VIDÉO. Les militants qui occupaient la ZAD du Triangle de Gonesse évacués par la police

Cela fait dix-sept jours que des militants sont sur place pour protester contre la création d’une future gare de métro du Grand Paris.

La zone à défendre (ZAD) du Triangle de Gonesse (Val-d’Oise) a été évacuée ce mardi sans heurt au moyen d’un important dispositif policier déployé sur ce site occupé depuis dix-sept jours pour protester contre la création d’une future gare de métro du Grand Paris. « Les bus sont en train de partir, avec des personnes à l’intérieur », a déclaré Bernard Loup, le président du Collectif pour le Triangle de Gonesse (CPTG), qui n’est pas à l’origine de cette occupation illégale mais l’a activement soutenue. « Il n’y a pas eu de violence ni d’affrontement », entre la trentaine d’occupants et les forces de l’ordre venues en nombre, a-t-il précisé. « Les CRS sont arrivés vers 6h00, on est cernés, ils ont envahi la ZAD », avait témoigné un peu plus tôt à l’AFP un militant sur place.

Depuis le 7 février, une poignée de citoyens occupaient ce terrain sur lequel ont été construites des cabanes de fortune.
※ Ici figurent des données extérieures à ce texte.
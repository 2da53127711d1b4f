pub mod connection_store;
pub mod migrations;
pub mod migrator;
pub mod model;
pub mod store;
pub mod validation;

pub use connection_store::{ConnectionRegistry, ConnectionStore};
pub use migrations::{MIGRATIONS, Migration, MigrationSecrets, SECRET_INJECTIONS, SecretInjection, SecretSource};
pub use migrator::{MigrationReport, Migrator, run_migrations};
pub use model::{
    ConnectionInfo, ConnectionType, ConnectionUpdate, NewConnection, SslMode, StoredCredentials,
};
pub use store::{MetadataStore, StoreOptions};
Ils défendent un projet agricole alternatif pour le triangle de Gonesse et dénoncent l’artificialisation de ces terres jugées fertiles, qui doivent accueillir la future gare de la ligne 17 du Grand Paris Express, ainsi qu’une éventuelle zone d’activités aux contours encore flous. Vendredi, le tribunal de Pontoise avait ordonné l’évacuation sans délai du terrain, propriété de l’Établissement public foncier d’Ile-de-France (EPFIF). « Il va bien falloir que le gouvernement explique pourquoi il maintient cette gare et à quoi elle va servir. Il faut arrêter de parler de transition écologique, il faut la faire maintenant ! », a exhorté M. Loup. « La lutte va continuer », a-t-il ajouté.

LIRE AUSSI > Triangle de Gonesse : les militants écologistes évacués

La ligne 17 doit relier Saint-Denis (Seine-Saint-Denis) à l’aéroport de Roissy-CDG en 2030, en passant par le Triangle de Gonesse, où elle devait initialement desservir le méga complexe commercial et de loisirs EuropaCity. Mais depuis qu’Emmanuel Macron a annoncé en novembre 2019 l’abandon de ce projet phare, le sort de ces 280 ha de terres agricoles, stratégiquement situées à une quinzaine de kilomètres au nord de Paris, reste incertain.